** Saved entries **
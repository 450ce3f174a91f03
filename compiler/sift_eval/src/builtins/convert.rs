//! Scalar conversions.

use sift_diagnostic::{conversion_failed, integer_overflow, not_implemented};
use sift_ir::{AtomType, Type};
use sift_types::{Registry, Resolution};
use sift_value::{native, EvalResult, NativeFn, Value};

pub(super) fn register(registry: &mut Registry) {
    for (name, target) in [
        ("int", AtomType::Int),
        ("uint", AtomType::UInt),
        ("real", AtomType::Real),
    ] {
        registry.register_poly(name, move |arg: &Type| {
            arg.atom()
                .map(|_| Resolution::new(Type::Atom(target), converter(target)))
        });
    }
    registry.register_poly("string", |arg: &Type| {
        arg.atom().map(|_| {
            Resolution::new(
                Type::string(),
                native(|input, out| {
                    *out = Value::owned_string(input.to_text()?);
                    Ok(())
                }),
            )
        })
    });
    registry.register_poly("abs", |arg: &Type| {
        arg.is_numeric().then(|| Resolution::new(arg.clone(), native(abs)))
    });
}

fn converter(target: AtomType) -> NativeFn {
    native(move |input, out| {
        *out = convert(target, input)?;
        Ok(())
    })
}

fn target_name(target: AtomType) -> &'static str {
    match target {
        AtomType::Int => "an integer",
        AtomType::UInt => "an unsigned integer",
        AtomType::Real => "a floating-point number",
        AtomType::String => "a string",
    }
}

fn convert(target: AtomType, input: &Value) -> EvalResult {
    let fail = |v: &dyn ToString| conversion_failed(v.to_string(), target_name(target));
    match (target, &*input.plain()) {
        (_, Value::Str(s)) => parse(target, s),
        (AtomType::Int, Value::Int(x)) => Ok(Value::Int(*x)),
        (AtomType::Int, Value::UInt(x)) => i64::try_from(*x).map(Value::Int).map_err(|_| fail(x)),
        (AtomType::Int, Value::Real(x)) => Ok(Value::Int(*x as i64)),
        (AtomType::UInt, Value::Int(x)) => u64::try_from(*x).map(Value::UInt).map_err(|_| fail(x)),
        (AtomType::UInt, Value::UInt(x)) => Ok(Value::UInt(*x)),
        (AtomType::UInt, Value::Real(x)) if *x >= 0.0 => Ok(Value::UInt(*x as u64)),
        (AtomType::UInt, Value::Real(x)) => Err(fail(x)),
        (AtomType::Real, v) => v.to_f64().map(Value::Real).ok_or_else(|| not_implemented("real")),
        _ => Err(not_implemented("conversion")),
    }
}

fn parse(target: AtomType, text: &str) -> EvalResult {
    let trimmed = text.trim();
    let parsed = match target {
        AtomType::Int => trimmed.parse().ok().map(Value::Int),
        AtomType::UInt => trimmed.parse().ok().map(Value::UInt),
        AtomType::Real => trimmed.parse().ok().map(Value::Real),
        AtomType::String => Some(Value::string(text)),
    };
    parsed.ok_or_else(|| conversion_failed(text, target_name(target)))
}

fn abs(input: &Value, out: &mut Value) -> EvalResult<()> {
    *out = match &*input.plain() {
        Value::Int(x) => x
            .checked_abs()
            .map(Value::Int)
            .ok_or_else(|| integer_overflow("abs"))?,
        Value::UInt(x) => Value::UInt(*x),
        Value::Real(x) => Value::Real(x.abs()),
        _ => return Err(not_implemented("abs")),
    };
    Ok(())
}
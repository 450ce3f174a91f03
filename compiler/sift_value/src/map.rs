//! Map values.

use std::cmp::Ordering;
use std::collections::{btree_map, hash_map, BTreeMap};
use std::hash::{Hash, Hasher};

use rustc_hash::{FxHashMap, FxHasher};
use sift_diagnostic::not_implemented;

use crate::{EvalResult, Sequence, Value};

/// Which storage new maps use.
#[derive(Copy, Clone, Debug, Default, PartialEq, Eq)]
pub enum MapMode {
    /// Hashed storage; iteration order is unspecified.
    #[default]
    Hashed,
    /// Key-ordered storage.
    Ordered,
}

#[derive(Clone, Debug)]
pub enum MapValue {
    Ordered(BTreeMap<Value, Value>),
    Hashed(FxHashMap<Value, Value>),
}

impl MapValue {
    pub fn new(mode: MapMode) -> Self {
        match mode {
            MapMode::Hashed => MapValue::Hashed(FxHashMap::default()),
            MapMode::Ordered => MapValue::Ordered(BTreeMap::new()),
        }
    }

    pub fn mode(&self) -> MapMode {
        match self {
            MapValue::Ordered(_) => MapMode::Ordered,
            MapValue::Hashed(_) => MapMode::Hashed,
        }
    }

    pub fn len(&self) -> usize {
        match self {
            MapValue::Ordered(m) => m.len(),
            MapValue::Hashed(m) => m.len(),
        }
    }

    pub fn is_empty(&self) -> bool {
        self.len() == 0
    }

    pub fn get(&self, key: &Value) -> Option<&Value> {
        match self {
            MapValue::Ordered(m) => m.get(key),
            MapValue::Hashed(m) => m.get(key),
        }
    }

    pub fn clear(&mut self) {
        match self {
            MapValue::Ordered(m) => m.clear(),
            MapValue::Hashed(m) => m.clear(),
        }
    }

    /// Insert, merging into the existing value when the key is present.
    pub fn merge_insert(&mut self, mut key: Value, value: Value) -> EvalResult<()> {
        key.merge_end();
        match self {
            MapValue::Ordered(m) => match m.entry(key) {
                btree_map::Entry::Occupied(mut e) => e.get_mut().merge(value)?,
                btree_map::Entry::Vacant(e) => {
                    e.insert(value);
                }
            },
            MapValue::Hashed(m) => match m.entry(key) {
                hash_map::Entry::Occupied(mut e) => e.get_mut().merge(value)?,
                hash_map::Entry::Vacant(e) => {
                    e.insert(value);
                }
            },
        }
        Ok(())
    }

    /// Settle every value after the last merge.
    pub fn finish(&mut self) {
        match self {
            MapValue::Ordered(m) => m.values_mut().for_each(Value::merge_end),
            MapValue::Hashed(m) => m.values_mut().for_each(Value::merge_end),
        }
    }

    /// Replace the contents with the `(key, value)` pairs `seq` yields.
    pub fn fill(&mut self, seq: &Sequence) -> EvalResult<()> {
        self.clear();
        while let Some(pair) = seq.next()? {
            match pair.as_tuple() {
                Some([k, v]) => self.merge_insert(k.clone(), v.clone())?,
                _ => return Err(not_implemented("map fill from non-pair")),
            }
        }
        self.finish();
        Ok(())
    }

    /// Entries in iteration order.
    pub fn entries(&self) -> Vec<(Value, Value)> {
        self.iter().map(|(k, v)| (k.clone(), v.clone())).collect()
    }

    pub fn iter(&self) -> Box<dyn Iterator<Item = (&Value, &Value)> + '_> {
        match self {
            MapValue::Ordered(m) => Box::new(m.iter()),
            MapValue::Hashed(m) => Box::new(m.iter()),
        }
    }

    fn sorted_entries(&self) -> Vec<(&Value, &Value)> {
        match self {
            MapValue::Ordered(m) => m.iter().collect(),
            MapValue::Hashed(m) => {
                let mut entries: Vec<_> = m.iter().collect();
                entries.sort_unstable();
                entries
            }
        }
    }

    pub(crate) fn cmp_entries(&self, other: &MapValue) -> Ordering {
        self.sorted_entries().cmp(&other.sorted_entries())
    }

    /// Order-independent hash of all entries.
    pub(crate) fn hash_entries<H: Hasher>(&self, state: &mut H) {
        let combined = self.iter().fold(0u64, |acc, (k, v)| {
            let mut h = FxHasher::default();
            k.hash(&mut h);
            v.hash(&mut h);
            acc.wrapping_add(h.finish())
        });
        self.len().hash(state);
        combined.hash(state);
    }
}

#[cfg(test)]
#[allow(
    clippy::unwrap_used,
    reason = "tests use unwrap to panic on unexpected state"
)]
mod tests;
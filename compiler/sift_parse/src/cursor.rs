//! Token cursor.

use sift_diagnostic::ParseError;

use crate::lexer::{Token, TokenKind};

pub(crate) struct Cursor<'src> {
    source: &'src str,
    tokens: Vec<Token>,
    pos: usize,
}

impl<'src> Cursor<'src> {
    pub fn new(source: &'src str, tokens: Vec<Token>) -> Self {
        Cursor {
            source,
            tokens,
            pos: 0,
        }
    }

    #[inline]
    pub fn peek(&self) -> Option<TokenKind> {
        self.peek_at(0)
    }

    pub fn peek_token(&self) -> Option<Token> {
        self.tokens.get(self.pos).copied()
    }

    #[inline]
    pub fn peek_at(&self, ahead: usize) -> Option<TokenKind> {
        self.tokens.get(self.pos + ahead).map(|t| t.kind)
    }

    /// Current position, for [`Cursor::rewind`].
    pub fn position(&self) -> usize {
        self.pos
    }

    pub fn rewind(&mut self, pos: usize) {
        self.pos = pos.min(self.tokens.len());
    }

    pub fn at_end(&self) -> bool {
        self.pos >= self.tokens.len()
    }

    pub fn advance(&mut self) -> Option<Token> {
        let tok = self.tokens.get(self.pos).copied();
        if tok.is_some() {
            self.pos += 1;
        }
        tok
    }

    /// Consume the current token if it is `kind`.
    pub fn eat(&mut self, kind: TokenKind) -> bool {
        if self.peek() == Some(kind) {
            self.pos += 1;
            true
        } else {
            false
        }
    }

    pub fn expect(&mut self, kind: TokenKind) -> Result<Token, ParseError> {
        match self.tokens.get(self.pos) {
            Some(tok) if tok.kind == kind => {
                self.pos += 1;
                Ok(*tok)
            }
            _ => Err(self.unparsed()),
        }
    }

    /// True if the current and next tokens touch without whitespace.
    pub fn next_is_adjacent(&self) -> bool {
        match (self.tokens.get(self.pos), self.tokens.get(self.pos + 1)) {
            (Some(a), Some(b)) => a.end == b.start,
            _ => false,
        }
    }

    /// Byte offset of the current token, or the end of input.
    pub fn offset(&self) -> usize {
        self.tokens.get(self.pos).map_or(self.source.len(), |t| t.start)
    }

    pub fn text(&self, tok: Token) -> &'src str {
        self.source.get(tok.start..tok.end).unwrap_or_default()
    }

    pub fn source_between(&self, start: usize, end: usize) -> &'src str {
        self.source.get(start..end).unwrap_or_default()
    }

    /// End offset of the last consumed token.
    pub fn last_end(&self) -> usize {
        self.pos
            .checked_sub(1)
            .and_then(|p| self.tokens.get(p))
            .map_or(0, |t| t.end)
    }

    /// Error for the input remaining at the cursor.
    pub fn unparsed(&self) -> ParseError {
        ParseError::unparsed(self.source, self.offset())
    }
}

** WHAT THE EXERCISE ASKS **
With the string "TokenKind" as the key, filter the data above and show the lines that match.

** REPLY TO THE TASK **
use crate::lexer::{Token, TokenKind};
    pub fn peek(&self) -> Option<TokenKind> {
    pub fn peek_at(&self, ahead: usize) -> Option<TokenKind> {
    pub fn eat(&mut self, kind: TokenKind) -> bool {
    pub fn expect(&mut self, kind: TokenKind) -> Result<Token, ParseError> {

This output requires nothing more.